Gene expression and DNA methylation consistently predict cancer mutation states

Abstract

AbstractIn studies of cellular function in cancer, researchers are increasingly able to choose from many -omics assays as functional readouts. Choosing the correct readout for a given study can be difficult, and which layer of cellular function is most suitable to capture the relevant signal may be unclear. In this study, we consider prediction of cancer mutation status (presence or absence) from functional -omics data as a representative problem. Since functional signatures of cancer mutation have been identified across many data types, this problem presents an opportunity to quantify and compare the ability of different -omics readouts to capture signals of dysregulation in cancer. The TCGA Pan-Cancer Atlas contains genetic alteration data including somatic mutations and copy number variants (CNVs), as well as several -omics data types. From TCGA, we focus on RNA sequencing, DNA methylation arrays, reverse phase protein arrays (RPPA), microRNA, and somatic mutational signatures as -omics readouts.Across a collection of genes recurrently mutated in cancer, RNA sequencing and DNA methylation were the most effective predictors of mutation state. Surprisingly, we found that for most mutated genes, they were approximately equally effective predictors.

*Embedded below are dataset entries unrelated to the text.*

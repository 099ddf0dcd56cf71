//! Entry command handlers

use anyhow::{bail, Result};

use tote_core::Tote;

use crate::output::Output;

/// Filters accepted by `list`; clap keeps them mutually exclusive
#[derive(Debug, Default)]
pub struct ListFilter {
    pub tag: Option<String>,
    pub entry_type: Option<String>,
    pub schema_type: Option<String>,
}

/// List entries, optionally filtered
pub fn list(tote: &Tote, filter: ListFilter, output: &Output) -> Result<()> {
    let entries = match filter {
        ListFilter { tag: Some(t), .. } => tote.get_all_by_tag(&t),
        ListFilter {
            entry_type: Some(t),
            ..
        } => tote.get_all_by_type(&t),
        ListFilter {
            schema_type: Some(t),
            ..
        } => tote.get_all_by_schema_type(&t),
        _ => tote.get_all().iter().collect(),
    };

    output.print_entries(&entries);
    Ok(())
}

/// Show a single entry by id or schema @id
pub fn show(tote: &Tote, id: String, by_schema_id: bool, output: &Output) -> Result<()> {
    let entry = if by_schema_id {
        tote.get_by_schema_id(&id)
    } else {
        tote.get_by_id(&id)
    };

    match entry {
        Some(entry) => {
            output.print_entry(entry);
            Ok(())
        }
        None => {
            output.not_found(&format!("Entry '{}'", id));
            bail!("Entry not found: {}", id)
        }
    }
}
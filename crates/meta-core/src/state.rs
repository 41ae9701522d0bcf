//! Cluster state
//!
//! The single immutable snapshot of metadata, routing, blocks and nodes.
//! Every accepted transition produces a new value through the builder.

use serde::{Deserialize, Serialize};

use crate::{ClusterBlocks, DiscoveryNodes, Metadata, RoutingTable, UNKNOWN_UUID};

/// Cluster state snapshot
#[derive(Debug, Clone, PartialEq, Serialize, Deserialize)]
pub struct ClusterState {
    cluster_name: String,
    version: u64,
    state_uuid: String,
    metadata: Metadata,
    routing_table: RoutingTable,
    blocks: ClusterBlocks,
    nodes: DiscoveryNodes,
}

impl ClusterState {
    /// Create an empty cluster state
    pub fn new(cluster_name: impl Into<String>) -> Self {
        Self {
            cluster_name: cluster_name.into(),
            version: 0,
            state_uuid: UNKNOWN_UUID.to_string(),
            metadata: Metadata::default(),
            routing_table: RoutingTable::new(),
            blocks: ClusterBlocks::new(),
            nodes: DiscoveryNodes::new(),
        }
    }

    /// Start building a state derived from this one
    pub fn builder(&self) -> ClusterStateBuilder {
        ClusterStateBuilder {
            state: self.clone(),
            incr_version: false,
        }
    }

    pub fn cluster_name(&self) -> &str {
        &self.cluster_name
    }

    pub fn version(&self) -> u64 {
        self.version
    }

    pub fn state_uuid(&self) -> &str {
        &self.state_uuid
    }

    pub fn metadata(&self) -> &Metadata {
        &self.metadata
    }

    pub fn routing_table(&self) -> &RoutingTable {
        &self.routing_table
    }

    pub fn blocks(&self) -> &ClusterBlocks {
        &self.blocks
    }

    pub fn nodes(&self) -> &DiscoveryNodes {
        &self.nodes
    }
}

/// Cluster state builder
#[derive(Debug, Clone)]
pub struct ClusterStateBuilder {
    state: ClusterState,
    incr_version: bool,
}

impl ClusterStateBuilder {
    pub fn metadata(mut self, metadata: Metadata) -> Self {
        self.state.metadata = metadata;
        self
    }

    pub fn routing_table(mut self, routing_table: RoutingTable) -> Self {
        self.state.routing_table = routing_table;
        self
    }

    pub fn blocks(mut self, blocks: ClusterBlocks) -> Self {
        self.state.blocks = blocks;
        self
    }

    pub fn nodes(mut self, nodes: DiscoveryNodes) -> Self {
        self.state.nodes = nodes;
        self
    }

    /// Mark the built state as a new published version
    pub fn incr_version(mut self) -> Self {
        self.incr_version = true;
        self
    }

    pub fn build(self) -> ClusterState {
        let mut state = self.state;
        if self.incr_version {
            state.version += 1;
            state.state_uuid = uuid::Uuid::new_v4().to_string();
        }
        state
    }
}
//! External table-schema synchronization
//!
//! Every index is backed by a keyspace in an external schema store, with one
//! table per mapping type. During a creation attempt the synchronizer only
//! computes the mutations; they are applied after the new state is published
//! and dropped if the attempt fails.

use serde::{Deserialize, Serialize};
use std::collections::{BTreeMap, BTreeSet};

use parking_lot::RwLock;
use tracing::debug;

use meta_core::{ClusterBlock, ClusterBlockLevel, IndexMetadata, MappingMetadata};

use crate::CreateIndexError;

/// Global block present while the schema store is unreachable
pub const NO_SCHEMA_STORE_BLOCK_ID: u32 = 12;

pub fn no_schema_store_block() -> ClusterBlock {
    ClusterBlock::new(
        NO_SCHEMA_STORE_BLOCK_ID,
        "no schema store available",
        true,
        [ClusterBlockLevel::Read, ClusterBlockLevel::Write, ClusterBlockLevel::MetadataWrite],
    )
}

/// Schema change recorded during an attempt
#[derive(Debug, Clone, PartialEq, Eq, Serialize, Deserialize)]
#[serde(tag = "kind", rename_all = "snake_case")]
pub enum SchemaMutation {
    CreateKeyspace {
        keyspace: String,
        replication_factor: u32,
        #[serde(default, skip_serializing_if = "Option::is_none")]
        replication: Option<String>,
    },
    UpdateKeyspace {
        keyspace: String,
        replication_factor: u32,
        #[serde(default, skip_serializing_if = "Option::is_none")]
        replication: Option<String>,
    },
    UpdateTable {
        keyspace: String,
        table: String,
        columns: BTreeSet<String>,
        /// Indices whose mappings back this table
        indices: BTreeSet<String>,
    },
}

/// Schema store error
#[derive(Debug, Clone, PartialEq, Eq, thiserror::Error)]
pub enum SchemaError {
    #[error("schema store unavailable")]
    Unavailable,
    #[error("keyspace [{keyspace}]: {reason}")]
    Keyspace { keyspace: String, reason: String },
    #[error("table [{keyspace}.{table}]: {reason}")]
    Table {
        keyspace: String,
        table: String,
        reason: String,
    },
}

impl From<SchemaError> for CreateIndexError {
    fn from(e: SchemaError) -> Self {
        CreateIndexError::SchemaSyncFailure(e.to_string())
    }
}

/// Schema store seen by the coordinator
pub trait SchemaSynchronizer: Send + Sync {
    /// Record the mutation creating or updating a keyspace
    fn create_or_update_keyspace(
        &self,
        keyspace: &str,
        replication_factor: u32,
        replication: Option<&str>,
        mutations: &mut Vec<SchemaMutation>,
    ) -> Result<(), SchemaError>;

    /// Record the mutation bringing a type's table in line with its mapping
    fn update_table_schema(
        &self,
        keyspace: &str,
        mapping: &MappingMetadata,
        indices: &[&IndexMetadata],
        mutations: &mut Vec<SchemaMutation>,
    ) -> Result<(), SchemaError>;

    /// Apply mutations recorded by a committed attempt
    fn apply(&self, mutations: &[SchemaMutation]);
}

/// Keyspace as known to the recording synchronizer
#[derive(Debug, Clone, Default, PartialEq, Eq)]
pub struct KeyspaceSchema {
    pub replication_factor: u32,
    pub replication: Option<String>,
    /// table -> columns
    pub tables: BTreeMap<String, BTreeSet<String>>,
}

/// In-memory schema store
#[derive(Debug, Default)]
pub struct RecordingSchemaSynchronizer {
    keyspaces: RwLock<BTreeMap<String, KeyspaceSchema>>,
    applied: RwLock<Vec<SchemaMutation>>,
}

impl RecordingSchemaSynchronizer {
    pub fn new() -> Self {
        Self::default()
    }

    pub fn keyspace(&self, name: &str) -> Option<KeyspaceSchema> {
        self.keyspaces.read().get(name).cloned()
    }

    /// Every mutation applied so far
    pub fn applied(&self) -> Vec<SchemaMutation> {
        self.applied.read().clone()
    }
}

impl SchemaSynchronizer for RecordingSchemaSynchronizer {
    fn create_or_update_keyspace(
        &self,
        keyspace: &str,
        replication_factor: u32,
        replication: Option<&str>,
        mutations: &mut Vec<SchemaMutation>,
    ) -> Result<(), SchemaError> {
        if replication_factor == 0 {
            return Err(SchemaError::Keyspace {
                keyspace: keyspace.to_string(),
                reason: "replication factor must be at least 1".to_string(),
            });
        }
        let replication = replication.map(String::from);
        let mutation = match self.keyspaces.read().get(keyspace) {
            None => SchemaMutation::CreateKeyspace {
                keyspace: keyspace.to_string(),
                replication_factor,
                replication,
            },
            Some(existing)
                if existing.replication_factor == replication_factor
                    && existing.replication == replication =>
            {
                return Ok(());
            }
            Some(_) => SchemaMutation::UpdateKeyspace {
                keyspace: keyspace.to_string(),
                replication_factor,
                replication,
            },
        };
        mutations.push(mutation);
        Ok(())
    }

    fn update_table_schema(
        &self,
        keyspace: &str,
        mapping: &MappingMetadata,
        indices: &[&IndexMetadata],
        mutations: &mut Vec<SchemaMutation>,
    ) -> Result<(), SchemaError> {
        let columns = mapping.field_names();
        let current = self
            .keyspaces
            .read()
            .get(keyspace)
            .and_then(|ks| ks.tables.get(mapping.type_name()).cloned());
        if let Some(current) = current {
            if let Some(dropped) = current.difference(&columns).next() {
                return Err(SchemaError::Table {
                    keyspace: keyspace.to_string(),
                    table: mapping.type_name().to_string(),
                    reason: format!("column [{}] cannot be dropped", dropped),
                });
            }
            if current == columns {
                return Ok(());
            }
        }
        mutations.push(SchemaMutation::UpdateTable {
            keyspace: keyspace.to_string(),
            table: mapping.type_name().to_string(),
            columns,
            indices: indices.iter().map(|imd| imd.name().to_string()).collect(),
        });
        Ok(())
    }

    fn apply(&self, mutations: &[SchemaMutation]) {
        let mut keyspaces = self.keyspaces.write();
        for mutation in mutations {
            match mutation {
                SchemaMutation::CreateKeyspace {
                    keyspace,
                    replication_factor,
                    replication,
                }
                | SchemaMutation::UpdateKeyspace {
                    keyspace,
                    replication_factor,
                    replication,
                } => {
                    let ks = keyspaces.entry(keyspace.clone()).or_default();
                    ks.replication_factor = *replication_factor;
                    ks.replication = replication.clone();
                }
                SchemaMutation::UpdateTable {
                    keyspace,
                    table,
                    columns,
                    ..
                } => {
                    keyspaces
                        .entry(keyspace.clone())
                        .or_default()
                        .tables
                        .insert(table.clone(), columns.clone());
                }
            }
            debug!("applied schema mutation {:?}", mutation);
        }
        self.applied.write().extend_from_slice(mutations);
    }
}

Performance was more variable between mutations than it was between data types for the same mutation, and there was little difference between the top data types for the majority of genes. We also found that combining data types into a single multi-omics model provided little or no improvement in predictive ability over the best individual data type. Based on our results, for the design of studies focused on the functional outcomes of cancer mutations, we recommend focusing on gene expression or DNA methylation as first-line readouts.